EXERCISE INPUT section start

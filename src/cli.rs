//! Command-line interface for the portfolio and pairs engines.

use riskengine::analytics::KpiFormatter;
use riskengine::config::EngineFileConfig;
use riskengine::data::load_prices_csv;
use riskengine::engine::{PortfolioConfig, PortfolioEngine, SimulationMode};
use riskengine::error::{EngineError, Result};
use riskengine::export::{save_kpis_json, save_returns_csv, save_scan_csv, save_trades_csv};
use riskengine::pairs::{Pair, PairsConfig, PairsEngine, PairsResult, SmootherKind};
use riskengine::portfolio::WeightVector;
use riskengine::rebalance::RebalanceMode;
use riskengine::scan::{scan_all, ScanConfig, UniverseScan};
use riskengine::types::ReturnKind;
use riskengine::BacktestResult;

use clap::{Parser, Subcommand, ValueEnum};
use serde_json::json;
use std::fs;
use std::path::{Path, PathBuf};
use tracing::{info, Level};
use tracing_subscriber::FmtSubscriber;

/// Walk-forward portfolio backtests and pairs trading simulation.
#[derive(Parser)]
#[command(name = "riskengine")]
#[command(version)]
#[command(about = "Portfolio risk backtests and pairs trading simulation")]
#[command(long_about = None)]
pub struct Cli {
    /// Verbosity level
    #[arg(short, long, action = clap::ArgAction::Count)]
    pub verbose: u8,

    /// Output format
    #[arg(short, long, value_enum, default_value = "text")]
    pub output: OutputFormat,

    #[command(subcommand)]
    pub command: Commands,
}

#[derive(Subcommand)]
pub enum Commands {
    /// Run a portfolio backtest with equal weights over the given tickers
    Run {
        /// Long-format price CSV (date,ticker,adj_close)
        #[arg(short, long)]
        data: PathBuf,

        /// Tickers to hold; all tickers in the data if omitted
        #[arg(short, long, value_delimiter = ',')]
        tickers: Vec<String>,

        /// Window width in trading days
        #[arg(short, long, default_value = "60")]
        window: usize,

        /// Window advance and periodic rebalance cadence
        #[arg(short, long, default_value = "20")]
        step: usize,

        /// Return calculation
        #[arg(long, value_enum, default_value = "simple")]
        returns: ReturnArg,

        /// Rebalancing rule
        #[arg(long, value_enum, default_value = "threshold-drift")]
        rebalance: RebalanceArg,

        /// Drift tolerance for threshold rebalancing
        #[arg(long, default_value = "0.02")]
        tolerance: f64,

        /// Transaction cost in basis points per unit of turnover
        #[arg(long, default_value = "0.0")]
        cost_bps: f64,

        /// Use the legacy window-stitched evaluation
        #[arg(long)]
        stitched: bool,

        /// Directory to write kpis.json and returns.csv
        #[arg(long)]
        save: Option<PathBuf>,
    },

    /// Backtest a single pair
    Pairs {
        /// Long-format price CSV (date,ticker,adj_close)
        #[arg(short, long)]
        data: PathBuf,

        /// First leg
        #[arg(short)]
        a: String,

        /// Second leg (hedge)
        #[arg(short)]
        b: String,

        /// Open threshold on |z|
        #[arg(long, default_value = "2.0")]
        open_z: f64,

        /// Close threshold on |z|
        #[arg(long, default_value = "0.5")]
        close_z: f64,

        /// Maximum holding period in days
        #[arg(long, default_value = "15")]
        max_days: i64,

        /// Cost per leg per side in basis points
        #[arg(long, default_value = "1.0")]
        cost_bps: f64,

        /// Use the rolling-mean smoother instead of the Kalman filter
        #[arg(long)]
        rolling_mean: bool,

        /// Directory to write kpis.json and trades.csv
        #[arg(long)]
        save: Option<PathBuf>,
    },

    /// Scan ticker universes for tradeable pairs
    Scan {
        /// Long-format price CSV (date,ticker,adj_close)
        #[arg(short, long)]
        data: PathBuf,

        /// Only scan these universes (by name)
        #[arg(short, long, value_delimiter = ',')]
        universes: Vec<String>,

        /// Keep at most this many pairs per universe (0 keeps all)
        #[arg(long, default_value = "10")]
        top: usize,

        /// Directory to write one CSV per universe
        #[arg(long)]
        save: Option<PathBuf>,
    },

    /// Generate an example configuration file
    Init {
        /// Output path for config file
        #[arg(short, long, default_value = "riskengine.toml")]
        output: PathBuf,
    },

    /// Run a portfolio backtest from a configuration file
    RunConfig {
        /// Path to TOML configuration file
        #[arg(short, long)]
        config: PathBuf,

        /// Also scan the configured universes
        #[arg(long)]
        scan: bool,
    },
}

#[derive(Copy, Clone, PartialEq, Eq, ValueEnum)]
pub enum OutputFormat {
    Text,
    Json,
}

#[derive(Copy, Clone, PartialEq, Eq, ValueEnum)]
pub enum ReturnArg {
    Simple,
    Log,
}

impl From<ReturnArg> for ReturnKind {
    fn from(arg: ReturnArg) -> Self {
        match arg {
            ReturnArg::Simple => ReturnKind::Simple,
            ReturnArg::Log => ReturnKind::Log,
        }
    }
}

#[derive(Copy, Clone, PartialEq, Eq, ValueEnum)]
pub enum RebalanceArg {
    ThresholdDrift,
    Periodic,
}

impl From<RebalanceArg> for RebalanceMode {
    fn from(arg: RebalanceArg) -> Self {
        match arg {
            RebalanceArg::ThresholdDrift => RebalanceMode::ThresholdDrift,
            RebalanceArg::Periodic => RebalanceMode::Periodic,
        }
    }
}

impl Cli {
    /// Initialize logging based on verbosity.
    pub fn init_logging(&self) {
        let level = match self.verbose {
            0 => Level::WARN,
            1 => Level::INFO,
            2 => Level::DEBUG,
            _ => Level::TRACE,
        };

        let subscriber = FmtSubscriber::builder()
            .with_max_level(level)
            .with_target(false)
            .with_writer(std::io::stderr)
            .finish();

        if tracing::subscriber::set_global_default(subscriber).is_err() {
            eprintln!("tracing subscriber already installed");
        }
    }
}

/// Run the CLI application.
pub fn run() -> Result<()> {
    let cli = Cli::parse();
    cli.init_logging();

    match &cli.command {
        Commands::Run {
            data,
            tickers,
            window,
            step,
            returns,
            rebalance,
            tolerance,
            cost_bps,
            stitched,
            save,
        } => {
            let config = PortfolioConfig {
                window: *window,
                step: *step,
                return_kind: (*returns).into(),
                rebalance_mode: (*rebalance).into(),
                drift_tolerance: *tolerance,
                cost_bps: *cost_bps,
                mode: if *stitched {
                    SimulationMode::WindowStitched
                } else {
                    SimulationMode::DailyStepped
                },
                ..Default::default()
            };
            run_portfolio(data, tickers, config, save.as_deref(), cli.output)
        }
        Commands::Pairs {
            data,
            a,
            b,
            open_z,
            close_z,
            max_days,
            cost_bps,
            rolling_mean,
            save,
        } => {
            let config = PairsConfig {
                open_z: *open_z,
                close_z: *close_z,
                max_holding_days: *max_days,
                cost_bps: *cost_bps,
                smoother: if *rolling_mean {
                    SmootherKind::RollingMean
                } else {
                    SmootherKind::Kalman
                },
                ..Default::default()
            };
            run_pair(data, a, b, config, save.as_deref(), cli.output)
        }
        Commands::Scan {
            data,
            universes,
            top,
            save,
        } => {
            let config = ScanConfig {
                top: *top,
                ..Default::default()
            }
            .restrict_to(universes)?;
            run_scan(data, &config, save.as_deref(), cli.output)
        }
        Commands::Init { output } => init_config(output),
        Commands::RunConfig { config, scan } => run_from_config(config, *scan, cli.output),
    }
}

fn run_portfolio(
    data: &Path,
    tickers: &[String],
    config: PortfolioConfig,
    save: Option<&Path>,
    output: OutputFormat,
) -> Result<()> {
    let prices = load_prices_csv(data)?;
    let tickers: Vec<String> = if tickers.is_empty() {
        prices.tickers()
    } else {
        tickers.iter().map(|t| t.to_uppercase()).collect()
    };
    let weights = WeightVector::equal(&tickers);

    let result = PortfolioEngine::new(config).run(&prices, &weights, &weights)?;
    report_portfolio(&result, save, output)
}

fn report_portfolio(result: &BacktestResult, save: Option<&Path>, output: OutputFormat) -> Result<()> {
    if let Some(dir) = save {
        save_kpis_json(dir.join("kpis.json"), &result.kpis)?;
        save_returns_csv(dir.join("returns.csv"), &result.returns)?;
        info!("Results saved to {}", dir.display());
    }

    match output {
        OutputFormat::Text => {
            KpiFormatter::print_report("PORTFOLIO BACKTEST", &result.kpis);
            println!(
                "  rebalances: {}   missing: {}",
                result.rebalance_count,
                if result.missing_tickers.is_empty() {
                    "-".to_string()
                } else {
                    result.missing_tickers.join(", ")
                }
            );
        }
        OutputFormat::Json => println!("{}", serde_json::to_string_pretty(&result.kpis)?),
    }
    Ok(())
}

fn run_pair(
    data: &Path,
    a: &str,
    b: &str,
    config: PairsConfig,
    save: Option<&Path>,
    output: OutputFormat,
) -> Result<()> {
    let prices = load_prices_csv(data)?;
    let (a, b) = (a.to_uppercase(), b.to_uppercase());
    let px_a = prices
        .series(&a)
        .ok_or_else(|| EngineError::InvalidInput(format!("no prices for {}", a)))?;
    let px_b = prices
        .series(&b)
        .ok_or_else(|| EngineError::InvalidInput(format!("no prices for {}", b)))?;

    let result = PairsEngine::new(config)?.run(&Pair::new(a, b, &px_a, &px_b));
    report_pair(&result, save, output)
}

fn report_pair(result: &PairsResult, save: Option<&Path>, output: OutputFormat) -> Result<()> {
    if let Some(dir) = save {
        save_kpis_json(dir.join("kpis.json"), &result.kpis)?;
        save_trades_csv(dir.join("trades.csv"), &result.trades)?;
        info!("Results saved to {}", dir.display());
    }

    match output {
        OutputFormat::Text => {
            KpiFormatter::print_report(&format!("PAIR {}", result.pair), &result.kpis);
            if let Some(beta) = result.hedge_ratio {
                println!("  hedge ratio: {:.4}", beta);
            }
            KpiFormatter::print_trades(&result.trades, 20);
        }
        OutputFormat::Json => println!("{}", serde_json::to_string_pretty(result)?),
    }
    Ok(())
}

fn run_scan(data: &Path, config: &ScanConfig, save: Option<&Path>, output: OutputFormat) -> Result<()> {
    let prices = load_prices_csv(data)?;
    let scans = scan_all(&prices, config)?;
    report_scans(&scans, save, output)
}

fn report_scans(scans: &[UniverseScan], save: Option<&Path>, output: OutputFormat) -> Result<()> {
    if let Some(dir) = save {
        for scan in scans {
            save_scan_csv(dir, &scan.universe, &scan.rows)?;
        }
    }

    match output {
        OutputFormat::Text => {
            for scan in scans {
                KpiFormatter::print_scan_table(&scan.universe, &scan.rows);
                println!();
            }
        }
        OutputFormat::Json => println!("{}", serde_json::to_string_pretty(scans)?),
    }
    Ok(())
}

fn init_config(output: &Path) -> Result<()> {
    if output.exists() {
        return Err(EngineError::ConfigError(format!(
            "{} already exists",
            output.display()
        )));
    }
    fs::write(output, EngineFileConfig::example())?;
    println!("Created example configuration: {}", output.display());
    Ok(())
}

fn run_from_config(config_path: &Path, scan: bool, output: OutputFormat) -> Result<()> {
    let file_config = EngineFileConfig::load(config_path)?;

    let data_path = file_config.data.path.as_ref().ok_or_else(|| {
        EngineError::ConfigError("No data path specified in config".to_string())
    })?;

    let prices = load_prices_csv(data_path)?;
    let (init, target) = file_config.weights(&prices)?;
    let result = PortfolioEngine::new(file_config.portfolio_config()).run(&prices, &init, &target)?;
    let save = file_config.data.output_dir.as_ref().map(PathBuf::from);

    if output == OutputFormat::Json && scan {
        let scans = scan_all(&prices, &file_config.scan_config())?;
        println!(
            "{}",
            serde_json::to_string_pretty(&json!({ "portfolio": result.kpis, "scan": scans }))?
        );
        return Ok(());
    }

    report_portfolio(&result, save.as_deref(), output)?;
    if scan {
        let scans = scan_all(&prices, &file_config.scan_config())?;
        report_scans(&scans, save.as_deref(), output)?;
    }
    Ok(())
}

EXERCISE INPUT section end

**PROBLEM DESCRIPTION**
Restate the records above verbatim up to and including the line containing "#[command(version)]".

**REPLY**
filename src/cli.rs
//! Command-line interface for the portfolio and pairs engines.

use riskengine::analytics::KpiFormatter;
use riskengine::config::EngineFileConfig;
use riskengine::data::load_prices_csv;
use riskengine::engine::{PortfolioConfig, PortfolioEngine, SimulationMode};
use riskengine::error::{EngineError, Result};
use riskengine::export::{save_kpis_json, save_returns_csv, save_scan_csv, save_trades_csv};
use riskengine::pairs::{Pair, PairsConfig, PairsEngine, PairsResult, SmootherKind};
use riskengine::portfolio::WeightVector;
use riskengine::rebalance::RebalanceMode;
use riskengine::scan::{scan_all, ScanConfig, UniverseScan};
use riskengine::types::ReturnKind;
use riskengine::BacktestResult;

use clap::{Parser, Subcommand, ValueEnum};
use serde_json::json;
use std::fs;
use std::path::{Path, PathBuf};
use tracing::{info, Level};
use tracing_subscriber::FmtSubscriber;

/// Walk-forward portfolio backtests and pairs trading simulation.
#[derive(Parser)]
#[command(name = "riskengine")]
#[command(version)]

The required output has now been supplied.